Bruno Bisson Bruno Bisson
La Presse

Le jugement ordonne « à tous les salariés membres de Syndicat du transport de Montréal (CSN) de fournir leur prestation normale de travail de la manière usuelle » à compter de l’émission de l’ordonnance.

Le tribunal conclut « que la preuve démontre qu’il y a eu action concertée et que celle-ci cause préjudice ou est susceptible de causer préjudice au service auquel la population a droit ».

« Afin de pallier à ce risque, écrit la STM ce matin dans un communiqué, des cadres, soutenus par de nombreux employés se sont spontanément portés volontaires et ont été dépêchés d’urgence en soirée dans les différents centres de transport de la STM. Ce geste a permis d’assurer que bus et métros soient opérationnels et désinfectés pour l’ensemble de notre clientèle. »

Depuis l’appel au confinement et la pause de toutes les activités économiques non-essentielles lancés par le premier ministre François Legault le 23 mars dernier, la STM continue d’assurer environ 80 % des services normalement offerts à cette période de l’année, même si l’achalandage des réseaux de bus et de métro s’est effondré de 85 à 90 %.

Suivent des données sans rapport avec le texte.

pub mod surface;

pub use surface::{Sphere, Surface, SurfaceDomain};
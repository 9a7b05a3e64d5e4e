//! Point inputs.
//!
//! A [`PointSource`] supplies an ordered sequence of 3D points. Order is
//! significant: the first two points define the fitted sphere. Sources may
//! be empty.

use crate::math::Point3;

/// Name reported by sources that carry no name of their own.
pub const UNNAMED_SOURCE: &str = "points";

/// An ordered, read-only supply of 3D points.
pub trait PointSource {
    /// Returns a human-readable name for diagnostics.
    fn name(&self) -> &str {
        UNNAMED_SOURCE
    }

    /// Returns the number of points.
    fn count(&self) -> usize;

    /// Returns the point at `index`, or `None` if out of range.
    fn point_at(&self, index: usize) -> Option<Point3>;

    /// Copies the current points into an owned [`PointSet`].
    fn snapshot(&self) -> PointSet {
        let points = (0..self.count()).filter_map(|i| self.point_at(i)).collect();
        PointSet::new(points).with_name(self.name())
    }
}

/// An owned, ordered snapshot of points.
#[derive(Debug, Clone, Default, PartialEq)]
pub struct PointSet {
    name: Option<String>,
    points: Vec<Point3>,
}

impl PointSet {
    /// Creates a point set from the given points, preserving order.
    #[must_use]
    pub fn new(points: Vec<Point3>) -> Self {
        Self { name: None, points }
    }

    /// Sets the diagnostic name.
    #[must_use]
    pub fn with_name(mut self, name: impl Into<String>) -> Self {
        self.name = Some(name.into());
        self
    }

    /// Returns the points in insertion order.
    #[must_use]
    pub fn points(&self) -> &[Point3] {
        &self.points
    }

    /// Returns the number of points.
    #[must_use]
    pub fn len(&self) -> usize {
        self.points.len()
    }

    /// Returns `true` if there are no points.
    #[must_use]
    pub fn is_empty(&self) -> bool {
        self.points.is_empty()
    }
}

impl FromIterator<Point3> for PointSet {
    fn from_iter<I: IntoIterator<Item = Point3>>(iter: I) -> Self {
        Self::new(iter.into_iter().collect())
    }
}

impl PointSource for PointSet {
    fn name(&self) -> &str {
        self.name.as_deref().unwrap_or(UNNAMED_SOURCE)
    }

    fn count(&self) -> usize {
        self.points.len()
    }

    fn point_at(&self, index: usize) -> Option<Point3> {
        self.points.get(index).copied()
    }
}

impl PointSource for [Point3] {
    fn count(&self) -> usize {
        self.len()
    }

    fn point_at(&self, index: usize) -> Option<Point3> {
        self.get(index).copied()
    }
}

impl PointSource for Vec<Point3> {
    fn count(&self) -> usize {
        self.len()
    }

    fn point_at(&self, index: usize) -> Option<Point3> {
        self.get(index).copied()
    }
}
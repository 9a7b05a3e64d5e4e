use thiserror::Error;

use crate::math::Point3;

/// Top-level error type for sphere fitting.
#[derive(Debug, Error)]
pub enum SphereFitError {
    #[error(transparent)]
    Geometry(#[from] GeometryError),

    #[error(transparent)]
    Input(#[from] InputError),

    #[error(transparent)]
    Output(#[from] OutputError),

    #[error(transparent)]
    Parameter(#[from] ParameterError),

    #[error(transparent)]
    Scene(#[from] SceneError),

    #[error(transparent)]
    Tessellation(#[from] TessellationError),
}

/// Errors related to geometric construction.
#[derive(Debug, Error)]
pub enum GeometryError {
    #[error("sphere radius must be finite and non-negative, got {0}")]
    InvalidRadius(f64),

    #[error("non-finite coordinate in point {0}")]
    NonFinitePoint(Point3),
}

/// Errors related to the point input of a computation.
#[derive(Debug, Error)]
pub enum InputError {
    /// A required input is absent.
    #[error("missing input: {0}")]
    Missing(&'static str),

    /// Not enough points to fit a sphere.
    ///
    /// The center of mass is computed before the count is validated, so it
    /// travels with the error.
    #[error("at least {required} points are required, found {found}")]
    Insufficient {
        required: usize,
        found: usize,
        center_of_mass: Point3,
    },
}

/// Errors related to the geometry output target.
#[derive(Debug, Error)]
pub enum OutputError {
    #[error("output target is not a valid geometry container: {0}")]
    InvalidTarget(String),
}

/// Errors related to module parameters.
#[derive(Debug, Error)]
pub enum ParameterError {
    #[error("parameter {parameter} = {value} is out of range [{min}, {max}]")]
    OutOfRange {
        parameter: &'static str,
        value: f64,
        min: f64,
        max: f64,
    },
}

/// Errors related to scene node handles.
#[derive(Debug, Error)]
pub enum SceneError {
    #[error("node not found: {0}")]
    NodeNotFound(String),

    #[error("control point index {index} is out of range for {count} points")]
    PointIndexOutOfRange { index: usize, count: usize },
}

/// Errors related to tessellation.
#[derive(Debug, Error)]
pub enum TessellationError {
    #[error("invalid tessellation parameters: {0}")]
    InvalidParameters(String),
}

/// Convenience type alias for results using [`SphereFitError`].
pub type Result<T> = std::result::Result<T, SphereFitError>;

Jeudi matin, le président du syndicat des 2500 employés d’entretien de la STM a été suspendu pour « intimidation et violence verbale » dans le cadre de discussions internes sur la réponse aux mesures d’urgence visant à limiter la propagation de la COVID-19.

M. Frenette avait déjà été suspendu pour 10 jours, en janvier dernier, sous les mêmes motifs.